ISBN 978-3-440-14176-2
eBook-Konvertierung: le-tex publishing services GmbH, Leipzig
Der Nachthimmel war tiefschwarz und sternenklar. Hier draußen in den Bergen von Santa Monica hatten weder die Lichter noch der Smog von Los Angeles eine Chance, den Blick auf die Sterne zu stören. Die Großstadt war nur als vager Lichtschimmer am östlichen Horizont zu erkennen. Der Mond war noch nicht aufgegangen. Zwischen den tausenden Lichtpunkten, die glasklar das schwarze Firmament durchstießen, leuchtete als hellster Himmelskörper eine verschwommene Kugel mit einem glühenden Schweif, der sich in der Dunkelheit der Nacht verflüchtigte.

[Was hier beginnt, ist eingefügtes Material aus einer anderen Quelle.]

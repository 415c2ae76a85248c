//! Landing resolver: where to send an identity right after authentication.
//!
//! Fallback chain, first applicable wins:
//! 1. the path recorded at login ("came from"), if its route key is
//!    accessible or it maps to no route key
//! 2. the identity's default landing route key, if accessible
//! 3. the first accessible route key that resolves to a path
//! 4. the dedicated no-access destination
//!
//! Resolution fires at most once per session and only on the root path.

use std::sync::Arc;
use std::sync::atomic::{AtomicBool, Ordering};

use serde::Serialize;

use navgate_auth::IdentityContext;
use navgate_core::RouteKey;

use crate::config::NavigationPaths;
use crate::registry::{RouteRegistry, normalize_path};

#[derive(Debug, Clone, PartialEq, Eq, Serialize)]
#[serde(rename_all = "camelCase")]
pub struct Landing {
    pub target: String,
    pub source: LandingSource,
}

#[derive(Debug, Clone, PartialEq, Eq, Serialize)]
#[serde(tag = "kind", content = "routeKey", rename_all = "camelCase")]
pub enum LandingSource {
    CameFrom,
    DefaultRoute(RouteKey),
    FirstAccessible(RouteKey),
    NoAccess,
}

/// Pure fallback-chain selection, without the one-shot guard.
pub fn select_landing(
    registry: &RouteRegistry,
    paths: &NavigationPaths,
    identity: &IdentityContext,
    came_from: Option<&str>,
) -> Landing {
    if let Some(from) = came_from.filter(|p| is_returnable(p, paths)) {
        let accessible = registry
            .route_key_of(from)
            .is_none_or(|key| identity.can_access_route(key));
        if accessible {
            return Landing {
                target: from.to_string(),
                source: LandingSource::CameFrom,
            };
        }
    }

    if let Some(key) = identity.default_landing_route_key() {
        if identity.can_access_route(key) {
            if let Some(path) = registry.path_of(key) {
                return Landing {
                    target: path.to_string(),
                    source: LandingSource::DefaultRoute(key.clone()),
                };
            }
        }
    }

    let first = identity
        .accessible_route_keys()
        .iter()
        .find_map(|key| registry.path_of(key).map(|path| (key, path)));
    if let Some((key, path)) = first {
        return Landing {
            target: path.to_string(),
            source: LandingSource::FirstAccessible(key.clone()),
        };
    }

    Landing {
        target: paths.no_access_path.clone(),
        source: LandingSource::NoAccess,
    }
}

/// A came-from path pointing back at the entry or login page would loop.
fn is_returnable(path: &str, paths: &NavigationPaths) -> bool {
    if path.trim().is_empty() {
        return false;
    }
    let normalized = normalize_path(path);
    normalized != normalize_path(&paths.root_path) && normalized != normalize_path(&paths.login_path)
}

/// One-shot landing resolution for a single session.
#[derive(Debug)]
pub struct LandingResolver {
    registry: Arc<RouteRegistry>,
    paths: NavigationPaths,
    fired: AtomicBool,
}

impl LandingResolver {
    pub fn new(registry: Arc<RouteRegistry>, paths: NavigationPaths) -> Self {
        Self {
            registry,
            paths,
            fired: AtomicBool::new(false),
        }
    }

    pub fn has_fired(&self) -> bool {
        self.fired.load(Ordering::Acquire)
    }

    /// Resolve the landing redirect, or `None` when not on the root path or
    /// when this session already redirected.
    pub fn resolve(
        &self,
        current_path: &str,
        identity: &IdentityContext,
        came_from: Option<&str>,
    ) -> Option<Landing> {
        if normalize_path(current_path) != normalize_path(&self.paths.root_path) {
            return None;
        }
        // Check-and-set in one step: concurrent callers see exactly one `false`.
        if self.fired.swap(true, Ordering::AcqRel) {
            return None;
        }

        let landing = select_landing(&self.registry, &self.paths, identity, came_from);
        tracing::info!(target_path = %landing.target, source = ?landing.source, "landing redirect");
        Some(landing)
    }
}

#[cfg(test)]
mod tests {
    use super::*;
    use crate::registry::RouteDeclaration;

    fn key(s: &str) -> RouteKey {
        RouteKey::parse(s).unwrap()
    }

    fn registry() -> Arc<RouteRegistry> {
        Arc::new(
            RouteRegistry::from_declarations(&[
                RouteDeclaration::route(key("dashboard"), "/dashboard"),
                RouteDeclaration::route(key("users"), "/users"),
                RouteDeclaration::route(key("reports"), "/reports"),
            ])
            .unwrap(),
        )
    }

    fn paths() -> NavigationPaths {
        NavigationPaths::default()
    }

    #[test]
    fn came_from_wins_when_accessible_or_unmapped() {
        let identity = IdentityContext::builder().accessible_route(key("users")).build();

        let landing = select_landing(&registry(), &paths(), &identity, Some("/users?page=2"));
        assert_eq!(landing.target, "/users?page=2");
        assert_eq!(landing.source, LandingSource::CameFrom);

        let landing = select_landing(&registry(), &paths(), &identity, Some("/help"));
        assert_eq!(landing.source, LandingSource::CameFrom);

        let landing = select_landing(&registry(), &paths(), &identity, Some("/reports"));
        assert_eq!(landing.source, LandingSource::FirstAccessible(key("users")));
    }

    #[test]
    fn came_from_root_or_login_is_ignored() {
        let identity = IdentityContext::builder().accessible_route(key("users")).build();
        for from in ["/", "/login", "/login/"] {
            let landing = select_landing(&registry(), &paths(), &identity, Some(from));
            assert_eq!(landing.source, LandingSource::FirstAccessible(key("users")));
        }
    }

    #[test]
    fn default_landing_used_when_accessible() {
        let identity = IdentityContext::builder()
            .accessible_routes([key("dashboard"), key("reports")])
            .default_landing(key("reports"))
            .build();

        let landing = select_landing(&registry(), &paths(), &identity, None);
        assert_eq!(landing.target, "/reports");
        assert_eq!(landing.source, LandingSource::DefaultRoute(key("reports")));
    }

    #[test]
    fn inaccessible_default_falls_through_to_first_accessible() {
        let identity = IdentityContext::builder()
            .accessible_routes([key("dashboard"), key("users")])
            .default_landing(key("reports"))
            .build();

        let landing = select_landing(&registry(), &paths(), &identity, None);
        assert_eq!(landing.target, "/dashboard");
        assert_eq!(landing.source, LandingSource::FirstAccessible(key("dashboard")));
    }

    #[test]
    fn unregistered_accessible_keys_are_skipped() {
        let identity = IdentityContext::builder()
            .accessible_routes([key("legacy"), key("users")])
            .build();
        let landing = select_landing(&registry(), &paths(), &identity, None);
        assert_eq!(landing.target, "/users");
    }

    #[test]
    fn no_accessible_routes_lands_on_no_access() {
        let landing = select_landing(&registry(), &paths(), &IdentityContext::default(), None);
        assert_eq!(landing.target, "/no-access");
        assert_eq!(landing.source, LandingSource::NoAccess);
    }

    #[test]
    fn resolver_fires_once_and_only_on_root() {
        let resolver = LandingResolver::new(registry(), paths());
        let identity = IdentityContext::builder().accessible_route(key("users")).build();

        assert!(resolver.resolve("/users", &identity, None).is_none());
        assert!(!resolver.has_fired());

        assert!(resolver.resolve("/", &identity, None).is_some());
        assert!(resolver.resolve("/", &identity, None).is_none());
        assert!(resolver.has_fired());
    }

    #[test]
    fn concurrent_resolution_redirects_once() {
        let resolver = Arc::new(LandingResolver::new(registry(), paths()));
        let identity = Arc::new(IdentityContext::builder().accessible_route(key("users")).build());

        let handles: Vec<_> = (0..16)
            .map(|_| {
                let resolver = Arc::clone(&resolver);
                let identity = Arc::clone(&identity);
                std::thread::spawn(move || resolver.resolve("/", &identity, None).is_some())
            })
            .collect();

        let fired = handles
            .into_iter()
            .map(|h| h.join().unwrap())
            .filter(|fired| *fired)
            .count();
        assert_eq!(fired, 1);
    }
}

»Lass mich auch mal sehen!« Peter versuchte, Bob das Fernglas aus der Hand zu reißen.
»Keine Panik, er läuft dir ja nicht weg. Chandra 7 wird uns noch ein paar Wochen lang begleiten, bevor er wieder in den Tiefen des Alls verschwindet.«
»Und erst dreitausend Jahre später wiederkommt«, ergänzte Peter. »Deshalb will ich ihn jetzt aus der Nähe sehen! Ich glaube nämlich nicht, dass ich so lange leben werde.«
»Dreitausendzweihundertsechsundzwanzig«, korrigierte Bob seinen Freund.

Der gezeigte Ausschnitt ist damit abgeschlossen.